ステップ2：GRCを実現するソリューションツール

　次にGRCのソリューションを選定・導入します。日本ではExcelのようなオフィス・ソフトを使って上記のリスクを可視化し、管理しているケースが依然として多いのですが、そのやり方では多くを人手に依存することになり、適正にGRCを実現しているとは言えません。IT GRCに取り組む際には導入費用をかけてでも、GRCのソリューション（ツールやサービス）を導入することを推奨します。

　その理由は「GRCソリューションツール＝リスク管理のERP」であるからです（図2）。紙の台帳でもオフィス・ソフトでも会計や在庫管理は可能ですが、自ずと限界があります。ITが一定の規模や複雑さを超えればツールによる管理が必要になるのは言うまでもないでしょう。

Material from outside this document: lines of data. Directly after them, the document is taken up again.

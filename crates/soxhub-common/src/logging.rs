//! Logging Configuration and Initialization
//!
//! Centralized logging setup for all SOX Hub components. It supports:
//!
//! - Multiple output targets (console, file, both)
//! - Multiple log formats (text, JSON)
//! - Configurable log levels
//! - Daily log file rotation
//! - Environment-based configuration
//!
//! Components should never use `println!`/`eprintln!`; use the structured
//! macros (`trace!`, `debug!`, `info!`, `warn!`, `error!`) with fields:
//!
//! ```rust
//! use tracing::info;
//!
//! info!(control_code = %"FIN-001", "Control created");
//! ```
//!
//! # Example
//!
//! ```no_run
//! use soxhub_common::logging::{LogConfig, init_logging};
//! use tracing::info;
//!
//! fn main() -> anyhow::Result<()> {
//!     let config = LogConfig::from_env()?;
//!     init_logging(&config)?;
//!
//!     info!("Application started");
//!     Ok(())
//! }
//! ```

use anyhow::{Context, Result};
use serde::{Deserialize, Serialize};
use std::path::PathBuf;
use tracing::Level;
use tracing_subscriber::{
    fmt::{self, format::FmtSpan, MakeWriter},
    layer::{Layered, SubscriberExt},
    util::SubscriberInitExt,
    EnvFilter, Layer, Registry,
};

/// The subscriber the output layers are composed onto: the registry with the
/// global env filter already applied.
type FilteredRegistry = Layered<EnvFilter, Registry>;

/// Log level for filtering messages
#[derive(Debug, Clone, Copy, PartialEq, Eq, Serialize, Deserialize, Default)]
#[serde(rename_all = "lowercase")]
pub enum LogLevel {
    Trace,
    Debug,
    #[default]
    Info,
    Warn,
    Error,
}

impl LogLevel {
    /// Convert to tracing Level
    pub fn to_tracing_level(self) -> Level {
        match self {
            LogLevel::Trace => Level::TRACE,
            LogLevel::Debug => Level::DEBUG,
            LogLevel::Info => Level::INFO,
            LogLevel::Warn => Level::WARN,
            LogLevel::Error => Level::ERROR,
        }
    }
}

impl std::str::FromStr for LogLevel {
    type Err = anyhow::Error;

    fn from_str(s: &str) -> std::result::Result<Self, Self::Err> {
        match s.to_lowercase().as_str() {
            "trace" => Ok(LogLevel::Trace),
            "debug" => Ok(LogLevel::Debug),
            "info" => Ok(LogLevel::Info),
            "warn" | "warning" => Ok(LogLevel::Warn),
            "error" => Ok(LogLevel::Error),
            _ => Err(anyhow::anyhow!("Invalid log level: {}", s)),
        }
    }
}

impl std::fmt::Display for LogLevel {
    fn fmt(&self, f: &mut std::fmt::Formatter<'_>) -> std::fmt::Result {
        match self {
            LogLevel::Trace => write!(f, "trace"),
            LogLevel::Debug => write!(f, "debug"),
            LogLevel::Info => write!(f, "info"),
            LogLevel::Warn => write!(f, "warn"),
            LogLevel::Error => write!(f, "error"),
        }
    }
}

/// Output target for logs
#[derive(Debug, Clone, PartialEq, Eq, Serialize, Deserialize, Default)]
#[serde(rename_all = "lowercase")]
pub enum LogOutput {
    #[default]
    Console,
    File,
    Both,
}

impl std::str::FromStr for LogOutput {
    type Err = anyhow::Error;

    fn from_str(s: &str) -> std::result::Result<Self, Self::Err> {
        match s.to_lowercase().as_str() {
            "console" | "stdout" => Ok(LogOutput::Console),
            "file" => Ok(LogOutput::File),
            "both" | "all" => Ok(LogOutput::Both),
            _ => Err(anyhow::anyhow!("Invalid log output: {}", s)),
        }
    }
}

impl std::fmt::Display for LogOutput {
    fn fmt(&self, f: &mut std::fmt::Formatter<'_>) -> std::fmt::Result {
        match self {
            LogOutput::Console => write!(f, "console"),
            LogOutput::File => write!(f, "file"),
            LogOutput::Both => write!(f, "both"),
        }
    }
}

/// Log format
#[derive(Debug, Clone, PartialEq, Eq, Serialize, Deserialize, Default)]
#[serde(rename_all = "lowercase")]
pub enum LogFormat {
    /// Human-readable text format
    #[default]
    Text,
    /// JSON format for structured logging
    Json,
}

impl std::str::FromStr for LogFormat {
    type Err = anyhow::Error;

    fn from_str(s: &str) -> std::result::Result<Self, Self::Err> {
        match s.to_lowercase().as_str() {
            "text" | "pretty" => Ok(LogFormat::Text),
            "json" => Ok(LogFormat::Json),
            _ => Err(anyhow::anyhow!("Invalid log format: {}", s)),
        }
    }
}

impl std::fmt::Display for LogFormat {
    fn fmt(&self, f: &mut std::fmt::Formatter<'_>) -> std::fmt::Result {
        match self {
            LogFormat::Text => write!(f, "text"),
            LogFormat::Json => write!(f, "json"),
        }
    }
}

/// Logging configuration
#[derive(Debug, Clone, Serialize, Deserialize)]
pub struct LogConfig {
    /// Minimum log level to display
    pub level: LogLevel,

    /// Output target (console, file, or both)
    pub output: LogOutput,

    /// Log format (text or JSON)
    pub format: LogFormat,

    /// Directory for log files (only used when output includes file)
    pub log_dir: PathBuf,

    /// Log file name prefix (e.g., "soxhub-server" -> "soxhub-server.2024-01-18.log")
    pub log_file_prefix: String,

    /// Additional filter directives (e.g., "sqlx=warn,tower_http=debug")
    pub filter_directives: Option<String>,

    /// Whether to include file and line number in logs
    pub include_location: bool,

    /// Whether to include thread IDs in logs
    pub include_thread_ids: bool,

    /// Whether to include target module names in logs
    pub include_targets: bool,
}

impl Default for LogConfig {
    fn default() -> Self {
        Self {
            level: LogLevel::Info,
            output: LogOutput::Console,
            format: LogFormat::Text,
            log_dir: PathBuf::from("./logs"),
            log_file_prefix: "soxhub".to_string(),
            filter_directives: None,
            include_location: false,
            include_thread_ids: false,
            include_targets: true,
        }
    }
}

impl LogConfig {
    /// Create a new LogConfig with defaults
    pub fn new() -> Self {
        Self::default()
    }

    /// Load configuration from environment variables
    ///
    /// Environment variables:
    /// - `LOG_LEVEL`: Log level (trace, debug, info, warn, error)
    /// - `LOG_OUTPUT`: Output target (console, file, both)
    /// - `LOG_FORMAT`: Log format (text, json)
    /// - `LOG_DIR`: Directory for log files
    /// - `LOG_FILE_PREFIX`: Prefix for log files
    /// - `LOG_FILTER`: Additional filter directives
    /// - `LOG_INCLUDE_LOCATION`: Include file/line in logs (true/false)
    /// - `LOG_INCLUDE_THREAD_IDS`: Include thread IDs (true/false)
    /// - `LOG_INCLUDE_TARGETS`: Include module targets (true/false)
    pub fn from_env() -> Result<Self> {
        let mut config = Self::default();

        if let Ok(level) = std::env::var("LOG_LEVEL") {
            config.level = level.parse()?;
        }

        if let Ok(output) = std::env::var("LOG_OUTPUT") {
            config.output = output.parse()?;
        }

        if let Ok(format) = std::env::var("LOG_FORMAT") {
            config.format = format.parse()?;
        }

        if let Ok(dir) = std::env::var("LOG_DIR") {
            config.log_dir = PathBuf::from(dir);
        }

        if let Ok(prefix) = std::env::var("LOG_FILE_PREFIX") {
            config.log_file_prefix = prefix;
        }

        if let Ok(filter) = std::env::var("LOG_FILTER") {
            config.filter_directives = Some(filter);
        }

        if let Ok(val) = std::env::var("LOG_INCLUDE_LOCATION") {
            config.include_location = val.parse().unwrap_or(false);
        }

        if let Ok(val) = std::env::var("LOG_INCLUDE_THREAD_IDS") {
            config.include_thread_ids = val.parse().unwrap_or(false);
        }

        if let Ok(val) = std::env::var("LOG_INCLUDE_TARGETS") {
            config.include_targets = val.parse().unwrap_or(true);
        }

        Ok(config)
    }

    /// Create a builder for fluent configuration
    pub fn builder() -> LogConfigBuilder {
        LogConfigBuilder::default()
    }
}

/// Builder for LogConfig
#[derive(Default)]
pub struct LogConfigBuilder {
    config: LogConfig,
}

impl LogConfigBuilder {
    pub fn level(mut self, level: LogLevel) -> Self {
        self.config.level = level;
        self
    }

    pub fn output(mut self, output: LogOutput) -> Self {
        self.config.output = output;
        self
    }

    pub fn format(mut self, format: LogFormat) -> Self {
        self.config.format = format;
        self
    }

    pub fn log_dir(mut self, dir: impl Into<PathBuf>) -> Self {
        self.config.log_dir = dir.into();
        self
    }

    pub fn log_file_prefix(mut self, prefix: impl Into<String>) -> Self {
        self.config.log_file_prefix = prefix.into();
        self
    }

    pub fn filter_directives(mut self, filter: impl Into<String>) -> Self {
        self.config.filter_directives = Some(filter.into());
        self
    }

    pub fn include_location(mut self, include: bool) -> Self {
        self.config.include_location = include;
        self
    }

    pub fn include_thread_ids(mut self, include: bool) -> Self {
        self.config.include_thread_ids = include;
        self
    }

    pub fn include_targets(mut self, include: bool) -> Self {
        self.config.include_targets = include;
        self
    }

    pub fn build(self) -> LogConfig {
        self.config
    }
}

/// Initialize logging with the given configuration
///
/// Sets up the global tracing subscriber; call once at application startup.
pub fn init_logging(config: &LogConfig) -> Result<()> {
    let mut filter =
        EnvFilter::from_default_env().add_directive(config.level.to_tracing_level().into());

    if let Some(ref directives) = config.filter_directives {
        for directive in directives.split(',') {
            filter = filter.add_directive(
                directive
                    .parse()
                    .context("Failed to parse filter directive")?,
            );
        }
    }

    let mut layers: Vec<Box<dyn Layer<FilteredRegistry> + Send + Sync>> = Vec::new();

    if matches!(config.output, LogOutput::Console | LogOutput::Both) {
        layers.push(format_layer(config, std::io::stdout, true));
    }

    if matches!(config.output, LogOutput::File | LogOutput::Both) {
        std::fs::create_dir_all(&config.log_dir).context("Failed to create log directory")?;

        let file_appender =
            tracing_appender::rolling::daily(&config.log_dir, &config.log_file_prefix);
        let (non_blocking, guard) = tracing_appender::non_blocking(file_appender);

        // The worker guard must outlive the program; leak it so the writer
        // thread keeps flushing until exit.
        std::mem::forget(guard);

        layers.push(format_layer(config, non_blocking, false));
    }

    tracing_subscriber::registry()
        .with(filter)
        .with(layers)
        .try_init()?;

    Ok(())
}

/// Build one formatting layer for the given writer, honoring the configured
/// format and field toggles. ANSI colors are disabled for file writers.
fn format_layer<W>(
    config: &LogConfig,
    writer: W,
    ansi: bool,
) -> Box<dyn Layer<FilteredRegistry> + Send + Sync>
where
    W: for<'w> MakeWriter<'w> + Send + Sync + 'static,
{
    let layer = fmt::layer()
        .with_writer(writer)
        .with_target(config.include_targets)
        .with_thread_ids(config.include_thread_ids)
        .with_file(config.include_location)
        .with_line_number(config.include_location)
        .with_span_events(FmtSpan::CLOSE)
        .with_ansi(ansi);

    match config.format {
        LogFormat::Text => layer.boxed(),
        LogFormat::Json => layer.json().boxed(),
    }
}
use mediator::Request;
use serde::{Deserialize, Serialize};
use sqlx::PgPool;

use crate::features::shared::pagination::{PaginationMetadata, DEFAULT_PER_PAGE, MAX_PER_PAGE};
use crate::features::users::models::{UserResponse, UserWithControls, USER_WITH_CONTROLS_SELECT};
use soxhub_common::types::Role;

#[derive(Debug, Clone, Serialize, Deserialize)]
pub struct ListUsersQuery {
    #[serde(skip_serializing_if = "Option::is_none")]
    pub page: Option<i64>,
    #[serde(skip_serializing_if = "Option::is_none")]
    pub per_page: Option<i64>,
    /// Filter by role membership
    #[serde(skip_serializing_if = "Option::is_none")]
    pub role: Option<String>,
    /// Filter by the active flag
    #[serde(skip_serializing_if = "Option::is_none")]
    pub active: Option<bool>,
}

#[derive(Debug, Clone, Serialize, Deserialize)]
pub struct ListUsersResponse {
    pub items: Vec<UserResponse>,
    pub pagination: PaginationMetadata,
}

#[derive(Debug, thiserror::Error)]
pub enum ListUsersError {
    #[error("Page must be greater than 0")]
    InvalidPage,
    #[error("Per page must be between 1 and 100")]
    InvalidPerPage,
    #[error("Unknown role '{0}'")]
    InvalidRole(String),
    #[error("Database error: {0}")]
    Database(#[from] sqlx::Error),
}

impl Request<Result<ListUsersResponse, ListUsersError>> for ListUsersQuery {}

impl crate::cqrs::middleware::Query for ListUsersQuery {}

impl ListUsersQuery {
    pub fn validate(&self) -> Result<(), ListUsersError> {
        if let Some(page) = self.page {
            if page < 1 {
                return Err(ListUsersError::InvalidPage);
            }
        }
        if let Some(per_page) = self.per_page {
            if per_page < 1 || per_page > MAX_PER_PAGE {
                return Err(ListUsersError::InvalidPerPage);
            }
        }
        if let Some(role) = &self.role {
            role.parse::<Role>()
                .map_err(|_| ListUsersError::InvalidRole(role.clone()))?;
        }
        Ok(())
    }

    fn page(&self) -> i64 {
        self.page.unwrap_or(1).max(1)
    }

    fn per_page(&self) -> i64 {
        self.per_page.unwrap_or(DEFAULT_PER_PAGE).clamp(1, MAX_PER_PAGE)
    }
}

#[tracing::instrument(skip(pool))]
pub async fn handle(
    pool: PgPool,
    query: ListUsersQuery,
) -> Result<ListUsersResponse, ListUsersError> {
    query.validate()?;

    let page = query.page();
    let per_page = query.per_page();
    let offset = (page - 1) * per_page;

    let total = sqlx::query_scalar::<_, i64>(
        r#"
        SELECT COUNT(*)
        FROM users
        WHERE ($1::TEXT IS NULL OR $1 = ANY(roles))
          AND ($2::BOOLEAN IS NULL OR active = $2)
        "#,
    )
    .bind(query.role.as_deref())
    .bind(query.active)
    .fetch_one(&pool)
    .await?;

    let sql = format!(
        r#"
        {}
        WHERE ($1::TEXT IS NULL OR $1 = ANY(u.roles))
          AND ($2::BOOLEAN IS NULL OR u.active = $2)
        GROUP BY u.id
        ORDER BY u.name ASC, u.email ASC
        LIMIT $3
        OFFSET $4
        "#,
        USER_WITH_CONTROLS_SELECT
    );

    let rows = sqlx::query_as::<_, UserWithControls>(&sql)
        .bind(query.role.as_deref())
        .bind(query.active)
        .bind(per_page)
        .bind(offset)
        .fetch_all(&pool)
        .await?;

    Ok(ListUsersResponse {
        items: rows.into_iter().map(UserResponse::from).collect(),
        pagination: PaginationMetadata::new(page, per_page, total),
    })
}
//! Change request feature
//!
//! The four-eyes path for control edits. Owners submit a proposed change
//! set against a control; an admin approves or rejects it. Approval applies
//! the changes, writes the control, and appends the version history entry
//! in one transaction, so a request can only ever take effect once.

pub mod commands;
pub mod models;
pub mod queries;
pub mod routes;

pub use commands::{
    DecideChangeRequestCommand, DecideChangeRequestError, Decision, SubmitChangeRequestCommand,
    SubmitChangeRequestError,
};
pub use models::{ChangeRequestRecord, ChangeRequestResponse};
pub use queries::{
    GetChangeRequestError, GetChangeRequestQuery, ListChangeRequestsError, ListChangeRequestsQuery,
    ListChangeRequestsResponse,
};
pub use routes::change_requests_routes;
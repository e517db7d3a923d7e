//! SOX Hub Server Library
#![recursion_limit = "256"]
//!
//! HTTP server for tracking internal financial controls.
//!
//! # Overview
//!
//! The SOX Hub server provides a REST API for compliance tracking:
//!
//! - **Control Registry**: CRUD over SOX control records
//! - **Change Requests**: owner-submitted proposals routed to admin review
//! - **Version History**: append-only log of every control mutation
//! - **User Administration**: admins and control owners with role rules
//! - **Directory Integration**: optional SharePoint-style list backend
//!
//! # Architecture
//!
//! The server follows a **CQRS (Command Query Responsibility Segregation)** architecture:
//!
//! - **Commands** (Write Operations): create/update/import controls, submit
//!   and decide change requests, manage users. Every control mutation writes
//!   a `control_versions` row in the same transaction.
//! - **Queries** (Read Operations): list/get operations with filtering and
//!   pagination. Reads write nothing.
//!
//! Control mutations and their history entries commit atomically, so the
//! version log is a faithful record of how each control reached its current
//! shape. Query the log via `/api/history` or per control via
//! `/api/controls/{id}/history`.
//!
//! ## Framework Stack
//!
//! - **Axum**: web framework
//! - **SQLx**: PostgreSQL driver and migrations
//! - **Tower**: middleware and service abstractions
//!
//! # Example
//!
//! ```no_run
//! use soxhub_server::{api, config::Config};
//!
//! #[tokio::main]
//! async fn main() -> anyhow::Result<()> {
//!     let config = Config::load()?;
//!     api::serve(config).await?;
//!     Ok(())
//! }
//! ```

pub mod api;
pub mod config;
pub mod cqrs;
pub mod db;
pub mod directory;
pub mod error;
pub mod features;
pub mod history;
pub mod middleware;

// Re-export commonly used types
pub use error::{AppError, AppResult};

　GRCソリューションは当初、財務報告に関する米SOX規制に対応するための文書化ツールとして開発され、その後、適用できるリスクの拡充、使い勝手の強化がなされています。多くの場合、リスク項目や管理の状況をデータベースとして管理したり、ワークフローのような機能で承認や監視をしたりといったことができます。上記のリスク管理分類をサポートするモジュールを備えており、例えばベンダー管理に必要なデータ項目や入力を促す機能もあります。

　レポーティング機能も備えるので、リスク管理ポリシーに準拠した形での監査も可能になります。ERPシステムとの連携機能を備えるツールもあり、例えば資産管理やベンダー管理と会計情報を連携させるといったことも可能です。こうした点からも、ツールを活用するのが効果的です。